§ **Task input**

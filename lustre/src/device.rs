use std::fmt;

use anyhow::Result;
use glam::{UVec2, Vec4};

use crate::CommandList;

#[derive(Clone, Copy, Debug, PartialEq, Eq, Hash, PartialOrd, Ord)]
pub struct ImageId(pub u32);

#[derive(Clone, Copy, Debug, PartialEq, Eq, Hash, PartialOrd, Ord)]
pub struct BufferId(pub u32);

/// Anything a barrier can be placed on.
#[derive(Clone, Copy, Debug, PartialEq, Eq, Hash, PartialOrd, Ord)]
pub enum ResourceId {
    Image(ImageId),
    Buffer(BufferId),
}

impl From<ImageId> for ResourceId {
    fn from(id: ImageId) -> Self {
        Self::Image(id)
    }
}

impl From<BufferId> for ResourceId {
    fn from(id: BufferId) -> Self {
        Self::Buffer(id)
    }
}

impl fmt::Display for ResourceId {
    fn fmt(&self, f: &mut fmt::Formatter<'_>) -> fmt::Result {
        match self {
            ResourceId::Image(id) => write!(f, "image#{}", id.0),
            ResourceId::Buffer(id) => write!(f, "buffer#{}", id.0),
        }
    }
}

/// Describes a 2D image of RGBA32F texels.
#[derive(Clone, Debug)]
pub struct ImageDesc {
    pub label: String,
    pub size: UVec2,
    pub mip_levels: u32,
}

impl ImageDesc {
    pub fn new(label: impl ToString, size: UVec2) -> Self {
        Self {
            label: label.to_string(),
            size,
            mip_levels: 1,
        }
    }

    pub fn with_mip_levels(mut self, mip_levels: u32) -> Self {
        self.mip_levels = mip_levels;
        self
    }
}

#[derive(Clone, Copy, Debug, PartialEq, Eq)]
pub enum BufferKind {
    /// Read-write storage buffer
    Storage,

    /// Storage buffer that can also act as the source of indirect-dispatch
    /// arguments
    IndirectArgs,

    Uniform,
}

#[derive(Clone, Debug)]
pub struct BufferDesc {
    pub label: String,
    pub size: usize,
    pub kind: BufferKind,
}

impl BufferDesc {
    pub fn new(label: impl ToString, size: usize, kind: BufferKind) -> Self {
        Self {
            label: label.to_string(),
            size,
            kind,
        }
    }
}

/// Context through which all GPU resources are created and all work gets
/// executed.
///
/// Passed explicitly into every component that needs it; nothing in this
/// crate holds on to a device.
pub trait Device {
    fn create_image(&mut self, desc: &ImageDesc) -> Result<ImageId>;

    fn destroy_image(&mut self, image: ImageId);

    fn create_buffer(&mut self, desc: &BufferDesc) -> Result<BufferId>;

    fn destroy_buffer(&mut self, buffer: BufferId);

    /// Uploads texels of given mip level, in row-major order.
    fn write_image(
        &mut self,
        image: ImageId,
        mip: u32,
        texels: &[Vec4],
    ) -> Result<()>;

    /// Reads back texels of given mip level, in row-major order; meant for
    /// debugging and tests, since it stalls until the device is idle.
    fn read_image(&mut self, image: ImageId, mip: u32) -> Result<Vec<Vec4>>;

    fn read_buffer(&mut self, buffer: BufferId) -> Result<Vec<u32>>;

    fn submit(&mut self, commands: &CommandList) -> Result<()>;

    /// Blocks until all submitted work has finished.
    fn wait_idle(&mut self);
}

§ **What to produce**
When a line of the data holds the string "order", pick it out and copy it.

§ **Answer for the task**
    /// Uploads texels of given mip level, in row-major order.
    /// Reads back texels of given mip level, in row-major order; meant for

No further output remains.